Cela est confirmé dans l'après-midi lorsque les premiers obus de l'artillerie
italienne tombent sur les positions du 2° BLE. Le lendemain, à 8h20, c'est au
tour des marsouins qui se trouvent dans le secteur du Pacifique, de subir le feu
des canons ennemies. La section de l'aspirant Anglade, de la compagnie Roudaut,
est particulièrement encadrée par cette pluie de projectiles. Finalement, à 9
heures, Broche et ses hommes parviennent à entrer dans Bir Hakeim malgré
l'artillerie adverse. Au même moment, deux prisonniers britanniques arrivent
devant le camp avec un message signé de Rommel lui-même, qui demande aux troupes
françaises de se rendre. Koening envoie sa réponse sous la forme d'une salve de
75 mm.
Pendant trois jours, les Allemands vont constamment bombarder les positions
françaises avec leur aviation mais aussi avec tous les canons dont ils
disposent, des 88 antichars aux canons lourds de 210 mm. Les artilleurs du 1° RA
ont bien du mal à répondre par des tirs de contre-batterie car la portée de
leurs 75 mm est bien trop courte pour espérer donner le change. Les attaquants
profitent également de ces quelques jours pour renforcer l'encerclement de la
forteresse française même si quelques camions anglais parviennent à passer,
apportant de précieuses munitions. En même temps, plus au Nord, les Britanniques
lancent une contre-offensive contre le gros des troupes de Rommel, mais celle-ci
échoue et la force de frappe anglaise est fortement diminuée. Le "renard du
désert" peut désormais se concentrer sur Bir Hakeim sans craindre de riposte
venant de l'extérieur. Le 6 juin, il décide de passer à l'attaque. Après une
importante préparation d'artillerie, les démineurs allemands parviennent à
ouvrir une brèche dans le champ de mines au Sud du camp. Les Landser de la 90°
Division Légère montent alors à l'assaut des positions tenues par le capitaine
Roudaut et ses marsouins. Mais efficacement appuyée par le 1° RA, la compagnie
parvient à repousser l'attaque qui est renouvelée en fin d'après-midi et de
nouveau repoussée. Le lendemain, Rommel abandonne son attaque au Sud pour lancer
une nouvelle au Nord sur les positions du BM 2. Malgré cela, à 21 heures, la
division "Trieste" recommence à se manifester au Sud contre la compagnie du
capitaine Roudaut mais la quatrième batterie du capitaine Morlon du 1° RA ouvre
le feu sur les assaillants qui sont contraints de faire demi-tour. Le 8 mai,
Rommel poursuit son attaque sur le BM 2. Celui-ci, ainsi que la compagnie
antichar du 1° BIM qui le renforce, essuient un important tir d'artillerie. En
fin d'après-midi, la position subit une importante attaque. Koening raconte: "A
18h10, Masson m'appelle. Je sors avec lui de l'abri. Joie, joie, joie! L'ennemi
est arrivé à bonne portée de tir du BM 2 et la musique réconfortante s’élève.

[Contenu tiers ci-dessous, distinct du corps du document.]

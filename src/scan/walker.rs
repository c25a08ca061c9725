//! SmallFileWalker - walks a tree and streams files below the size threshold

use std::fs;
use std::io;
use std::path::Path;

use chrono::{DateTime, Utc};
use ignore::{Walk, WalkBuilder};

use crate::error::{Result, ScanError};

use super::config::ScanConfig;
use super::entry::{FileEntry, ScanSummary, SmallFile};
use super::filter::{NameFilter, is_below_threshold};

/// Callback for streaming output - receives each small file as it is found.
pub trait ScanOutput {
    fn output_file(&mut self, file: &SmallFile) -> io::Result<()>;

    /// Report a non-fatal problem. Goes to stderr unless overridden.
    fn warn(&mut self, message: &str) -> io::Result<()> {
        eprintln!("crumbs: warning: {}", message);
        Ok(())
    }

    fn finish(&mut self, summary: &ScanSummary) -> io::Result<()>;
}

/// Lazy sequence of regular files under a root, in file-name order per directory.
pub struct FileEntries {
    inner: Walk,
}

impl Iterator for FileEntries {
    type Item = Result<FileEntry>;

    fn next(&mut self) -> Option<Self::Item> {
        loop {
            let entry = match self.inner.next()? {
                Ok(entry) => entry,
                Err(e) => return Some(Err(ScanError::Walk(e))),
            };
            let Some(file_type) = entry.file_type() else {
                continue;
            };

            if file_type.is_file() {
                return Some(Ok(FileEntry::new(entry.into_path())));
            }
            if !file_type.is_symlink() {
                continue;
            }

            // Links count when they resolve to a regular file; broken links drop out
            match fs::metadata(entry.path()) {
                Ok(meta) if meta.is_file() => {
                    return Some(Ok(FileEntry::new(entry.into_path())));
                }
                Ok(_) => continue,
                Err(e) if e.kind() == io::ErrorKind::NotFound => continue,
                Err(source) => {
                    return Some(Err(ScanError::Metadata {
                        path: entry.into_path(),
                        source,
                    }));
                }
            }
        }
    }
}

/// Walks a directory tree one file at a time, reading only files below
/// the configured threshold.
pub struct SmallFileWalker {
    config: ScanConfig,
    names: NameFilter,
}

impl SmallFileWalker {
    pub fn new(config: ScanConfig) -> Result<Self> {
        let names = NameFilter::new(&config.ignore_patterns)?;
        Ok(Self { config, names })
    }

    pub fn config(&self) -> &ScanConfig {
        &self.config
    }

    /// Every regular file reachable from `root`, including files directly in it.
    pub fn entries(&self, root: &Path) -> Result<FileEntries> {
        match fs::symlink_metadata(root) {
            Ok(_) => {}
            Err(e) if e.kind() == io::ErrorKind::NotFound => {
                return Err(ScanError::RootNotFound(root.to_path_buf()));
            }
            Err(source) => {
                return Err(ScanError::Metadata {
                    path: root.to_path_buf(),
                    source,
                });
            }
        }

        let mut builder = WalkBuilder::new(root);
        builder
            .standard_filters(self.config.respect_ignore_files)
            .require_git(false)
            .follow_links(false)
            .max_depth(self.config.max_depth)
            .sort_by_file_name(|a, b| a.cmp(b));

        if !self.names.is_empty() {
            let names = self.names.clone();
            builder.filter_entry(move |entry| entry.depth() == 0 || !names.is_ignored(entry.path()));
        }

        Ok(FileEntries {
            inner: builder.build(),
        })
    }

    /// Walk and stream each small file to `output`. Returns the scan counts.
    pub fn walk_streaming<O: ScanOutput + ?Sized>(
        &self,
        root: &Path,
        output: &mut O,
    ) -> Result<ScanSummary> {
        let mut summary = ScanSummary::default();

        for item in self.entries(root)? {
            let outcome = match item {
                Ok(entry) => {
                    summary.visited += 1;
                    read_small_file(&entry, self.config.max_size)
                }
                // Unreadable directories are skipped, not fatal
                Err(err @ ScanError::Walk(_)) => {
                    output.warn(&err.to_string())?;
                    continue;
                }
                Err(err) => Err(err),
            };

            match outcome {
                Ok(Some(file)) => {
                    summary.printed += 1;
                    summary.printed_bytes += file.size;
                    output.output_file(&file)?;
                }
                Ok(None) => summary.skipped += 1,
                Err(err) if self.config.keep_going && err.is_per_file() => {
                    summary.failed += 1;
                    output.warn(&err.to_string())?;
                }
                Err(err) => return Err(err),
            }
        }

        output.finish(&summary)?;
        Ok(summary)
    }

    /// Walk and collect every small file in memory.
    pub fn collect(&self, root: &Path) -> Result<Vec<SmallFile>> {
        let mut collector = Collector::default();
        self.walk_streaming(root, &mut collector)?;
        Ok(collector.files)
    }
}

#[derive(Default)]
struct Collector {
    files: Vec<SmallFile>,
}

impl ScanOutput for Collector {
    fn output_file(&mut self, file: &SmallFile) -> io::Result<()> {
        self.files.push(file.clone());
        Ok(())
    }

    fn finish(&mut self, _summary: &ScanSummary) -> io::Result<()> {
        Ok(())
    }
}

/// Stat a file and, if it is below `max_size`, read and decode it.
///
/// Returns `Ok(None)` for files at or above the threshold; those are never opened.
pub fn read_small_file(entry: &FileEntry, max_size: u64) -> Result<Option<SmallFile>> {
    let path = entry.path();
    let metadata = fs::metadata(path).map_err(|source| ScanError::Metadata {
        path: path.to_path_buf(),
        source,
    })?;

    let size = metadata.len();
    if !is_below_threshold(size, max_size) {
        return Ok(None);
    }

    let bytes = fs::read(path).map_err(|source| ScanError::Read {
        path: path.to_path_buf(),
        source,
    })?;
    let text = String::from_utf8(bytes).map_err(|source| ScanError::Decode {
        path: path.to_path_buf(),
        source,
    })?;

    Ok(Some(SmallFile {
        path: path.to_path_buf(),
        size,
        content: normalize_newlines(text),
        modified: metadata.modified().ok().map(DateTime::<Utc>::from),
    }))
}

/// Translate CRLF and lone CR line endings to LF.
fn normalize_newlines(text: String) -> String {
    if !text.contains('\r') {
        return text;
    }
    text.replace("\r\n", "\n").replace('\r', "\n")
}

C'est le tac-tac de nos mitrailleuses Hotchkiss, des FM 24/29 et les coups secs
des 75 antichars. Les marsouins du BM 2 et du BIM se sont redressés et viennent
d'entrer en action. Le vieil esprit de la grande tradition coloniale vit en eux
et les soutient. Ils portent fièrement l'ancre qui les fixe à ce coin de terre
perdu. Le barrage de feu accomplit son miracle et l'ennemi est encore arrêté
devant le champ de mines, sauf à l'observatoire O2 qui, cette fois-ci est
conquis. Celui-ci est défendu par une pièce de 75 du BIM attaquée par trois
chars Panzer IV. Un char est atteint à quinze mètres, les deux autres se
replient."1 Ce canon de 75 mm, servi par l'adjudant Doye, est finalement détruit
par les panzers et quatre servants sont tués tandis que le cinquième est blessé.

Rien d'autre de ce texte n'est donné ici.